Coffee is no solace cigarettes are no friend. I smoke some hash with Louis it makes me hate the world and hate myself even more.
Three days four days five days six they run into each other.
The other way may kill me but this is no life either. And I know nothing in between, don’t want anything in between.
Work save vote obey teach your children to do the same, die and rot in a fucking hole in the ground.
Fuck this shit.
Fuck that shit.
* * *
Banging on my door I ignore it.
Banging on my door.
Doesn’t stop.
Someone yelling my name.
I’
m half-drunk working my way through a bottle of Jack Daniel’s. Started a new book. Girl was right. A book based on Le Misanthrope is stupid. This one is called Vandal. About a kid who wants to destroy his high school. The school deserves it.
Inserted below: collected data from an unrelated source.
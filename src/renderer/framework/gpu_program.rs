//! GPU shader program interface.

use crate::renderer::framework::{error::FrameworkError, gpu_texture::SharedGpuTexture};
use nalgebra::{Matrix4, Vector2, Vector3, Vector4};
use std::{any::Any, rc::Rc};

/// Opaque handle to a uniform of a specific program. Locations are resolved
/// once at pass construction and reused every frame.
#[derive(Clone, Debug, PartialEq, Eq, Hash)]
pub struct UniformLocation {
    pub(crate) id: usize,
}

/// A value bound to a uniform for a single draw call.
#[derive(Clone)]
pub enum UniformValue {
    /// Boolean flag.
    Bool(bool),
    /// Signed integer.
    Int(i32),
    /// Single float.
    Float(f32),
    /// Two-component vector.
    Vector2(Vector2<f32>),
    /// Three-component vector.
    Vector3(Vector3<f32>),
    /// Four-component vector.
    Vector4(Vector4<f32>),
    /// 4x4 matrix.
    Matrix4(Matrix4<f32>),
    /// Texture bound to a sampler unit.
    Sampler {
        /// Texture unit index.
        index: u32,
        /// Texture to bind.
        texture: SharedGpuTexture,
    },
}

impl std::fmt::Debug for UniformValue {
    fn fmt(&self, f: &mut std::fmt::Formatter<'_>) -> std::fmt::Result {
        match self {
            Self::Bool(v) => write!(f, "Bool({v})"),
            Self::Int(v) => write!(f, "Int({v})"),
            Self::Float(v) => write!(f, "Float({v})"),
            Self::Vector2(v) => write!(f, "Vector2({v:?})"),
            Self::Vector3(v) => write!(f, "Vector3({v:?})"),
            Self::Vector4(v) => write!(f, "Vector4({v:?})"),
            Self::Matrix4(v) => write!(f, "Matrix4({v:?})"),
            Self::Sampler { index, .. } => write!(f, "Sampler(unit {index})"),
        }
    }
}

/// A linked shader program living on the server.
pub trait GpuProgram: Any {
    /// Name the program was created with, for diagnostics.
    fn name(&self) -> &str;
    /// Resolves a uniform by name. Fails when the program has no such
    /// uniform.
    fn uniform_location(&self, name: &str) -> Result<UniformLocation, FrameworkError>;
    /// Backend-specific self access.
    fn as_any(&self) -> &dyn Any;
}

/// Shared handle to a program.
pub type SharedGpuProgram = Rc<dyn GpuProgram>;
//! Renderer error type.

use crate::renderer::framework::error::FrameworkError;
use thiserror::Error;

/// An error that can occur while constructing the renderer or rendering a
/// frame.
#[derive(Debug, Error)]
pub enum RendererError {
    /// The scene has no camera; a frame cannot be rendered without an
    /// observer. Raised before any GPU work is submitted.
    #[error("scene contains no camera")]
    NoCamera,
    /// A graphics resource operation failed.
    #[error(transparent)]
    Framework(#[from] FrameworkError),
}
//! Graphics server interface: the single entry point through which the
//! renderer acquires GPU resources.

use crate::{
    renderer::framework::{
        error::FrameworkError,
        framebuffer::{Attachment, SharedFrameBuffer},
        geometry_buffer::SharedGeometryBuffer,
        gpu_program::SharedGpuProgram,
        gpu_texture::{GpuTextureDescriptor, SharedGpuTexture},
    },
    scene::mesh::SurfaceData,
};
use std::rc::Rc;

/// Per-kind count of resources currently alive on a server.
#[derive(Copy, Clone, Debug, Default, PartialEq, Eq)]
pub struct ServerResourceUsage {
    /// Alive textures.
    pub textures: usize,
    /// Alive framebuffers.
    pub framebuffers: usize,
    /// Alive programs.
    pub programs: usize,
    /// Alive geometry buffers.
    pub geometry_buffers: usize,
}

impl ServerResourceUsage {
    /// Total alive resources of all kinds.
    pub fn total(&self) -> usize {
        self.textures + self.framebuffers + self.programs + self.geometry_buffers
    }
}

/// Abstract graphics backend. A real implementation wraps a GPU API; the
/// [headless server](crate::renderer::framework::headless::HeadlessGraphicsServer)
/// implements it with pure bookkeeping so the whole pipeline runs in tests.
///
/// Resources are released when the last shared handle drops; the server only
/// tracks their counts.
pub trait GraphicsServer {
    /// Creates a texture.
    fn create_texture(
        &self,
        descriptor: GpuTextureDescriptor,
    ) -> Result<SharedGpuTexture, FrameworkError>;

    /// Creates a framebuffer from attachments.
    fn create_frame_buffer(
        &self,
        depth_attachment: Option<Attachment>,
        color_attachments: Vec<Attachment>,
    ) -> Result<SharedFrameBuffer, FrameworkError>;

    /// Compiles and links a shader program.
    fn create_program(
        &self,
        name: &str,
        vertex_source: &str,
        fragment_source: &str,
    ) -> Result<SharedGpuProgram, FrameworkError>;

    /// Uploads mesh geometry.
    fn create_geometry_buffer(
        &self,
        data: &SurfaceData,
    ) -> Result<SharedGeometryBuffer, FrameworkError>;

    /// Copies the depth(-stencil) contents of `source` into `destination`.
    fn blit_depth(&self, source: &SharedFrameBuffer, destination: &SharedFrameBuffer);

    /// Counts of currently alive resources, for diagnostics and leak checks.
    fn alive_resources(&self) -> ServerResourceUsage;
}

/// Shared handle to a graphics server.
pub type SharedGraphicsServer = Rc<dyn GraphicsServer>;
//! Bounding sphere of a point set.
//!
//! Used as the rotation-invariant cascade bound: a sphere fitted around a
//! sub-frustum keeps the same size no matter how the camera rotates, which
//! keeps shadow texel density stable and avoids edge shimmering.

use nalgebra::Vector3;

/// A sphere defined by center and radius.
#[derive(Copy, Clone, Debug, PartialEq)]
pub struct BoundingSphere {
    /// Center of the sphere.
    pub center: Vector3<f32>,
    /// Radius of the sphere.
    pub radius: f32,
}

impl BoundingSphere {
    /// Fits a sphere around the given points: centered at their arithmetic
    /// mean with radius reaching the farthest point. Not minimal, but
    /// deterministic and stable, which matters more for cascade fitting.
    pub fn from_points(points: &[Vector3<f32>]) -> Self {
        if points.is_empty() {
            return Self {
                center: Vector3::zeros(),
                radius: 0.0,
            };
        }

        let center = points
            .iter()
            .fold(Vector3::zeros(), |acc, p| acc + p)
            .scale(1.0 / points.len() as f32);

        let radius = points
            .iter()
            .map(|p| (p - center).norm())
            .fold(0.0f32, f32::max);

        Self { center, radius }
    }

    /// Checks whether the point lies inside the sphere, with a relative
    /// tolerance for points sitting exactly on the surface.
    #[inline]
    pub fn is_contains_point(&self, point: Vector3<f32>) -> bool {
        (point - self.center).norm() <= self.radius * (1.0 + f32::EPSILON * 8.0)
    }
}

#[cfg(test)]
mod test {
    use super::BoundingSphere;
    use nalgebra::Vector3;

    #[test]
    fn test_empty_point_set() {
        let sphere = BoundingSphere::from_points(&[]);
        assert_eq!(sphere.radius, 0.0);
    }

    #[test]
    fn test_contains_all_input_points() {
        let points = [
            Vector3::new(1.0, 2.0, 3.0),
            Vector3::new(-4.0, 0.0, 1.0),
            Vector3::new(0.5, -2.5, 8.0),
            Vector3::new(0.0, 0.0, 0.0),
        ];
        let sphere = BoundingSphere::from_points(&points);
        for point in points {
            assert!(sphere.is_contains_point(point));
        }
    }

    #[test]
    fn test_symmetric_points() {
        let sphere = BoundingSphere::from_points(&[
            Vector3::new(-1.0, 0.0, 0.0),
            Vector3::new(1.0, 0.0, 0.0),
        ]);
        assert_eq!(sphere.center, Vector3::zeros());
        assert_eq!(sphere.radius, 1.0);
    }
}
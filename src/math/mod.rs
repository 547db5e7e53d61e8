//! Geometric primitives used by the renderer: planes, frusta and bounding
//! volumes for cascade fitting, plus a small integer rectangle for viewports.

pub mod aabb;
pub mod frustum;
pub mod plane;
pub mod sphere;

/// Axis-aligned integer rectangle, used for viewports.
#[derive(Copy, Clone, Debug, PartialEq, Eq, Hash)]
pub struct Rect {
    /// Horizontal position of the left-bottom corner.
    pub x: i32,
    /// Vertical position of the left-bottom corner.
    pub y: i32,
    /// Width of the rectangle.
    pub w: i32,
    /// Height of the rectangle.
    pub h: i32,
}

impl Rect {
    /// Creates a new rectangle.
    pub fn new(x: i32, y: i32, w: i32, h: i32) -> Self {
        Self { x, y, w, h }
    }
}

#[cfg(test)]
mod test {
    use super::Rect;

    #[test]
    fn test_rect() {
        let r = Rect::new(0, 0, 1024, 768);
        assert_eq!(r.w, 1024);
        assert_eq!(r.h, 768);
    }
}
Still banging on my door, still yelling.
Jay.
Jay.
Jay.
I walk over, open it, Philippe standing in front of me. I’m wearing boxers and black tube socks, no shirt. Philippe laughs.
What the fuck happened to you?
I shrug.
I don’t know.
You look like you’ve lost twenty pounds. And you were already fucking skinny.
I was sick.
Now?
I’m back.
Put on some clothes, we’re going out.
Where?
Dinner, drinking, carousing.
I could use a bit of all of them.
He laughs, I walk over to pull on some pants, a T-shirt.
You got any nice clothes?
Why?
We’re going to eat some good food.
Not really.
He turns walks into Louis’s room. I put on my shoes. He comes back with a purple polo.
Put this on.
Really?
We’re going somewhere good.
I don’t have any money for anything good.
Don’t worry about it.
I put on the polo, we leave the apartment walk through the 6th arrondissement rue Saint-Placide to rue de Sèvres to rue des Saints-Pères to Saint-Germain. It’s busy, crowded, de Flore and Deux Magots are both full, we go across the street to Brasserie Lipp, an old-school brasserie with a giant orange awning and an enormous neon sign above. There’s a line but Philippe walks around it, I follow him. As we work our way inside he waves to the maître d’, who smiles and waves us forward. He and Philippe hug each other, speak, and though I can now speak functional French, and don’t need to use English anywhere in Paris, I have trouble when the French speak quickly, and don’t understand a word they say to each other. We are immediately led past any number of annoyed people who have clearly been waiting, to a table along one of the walls.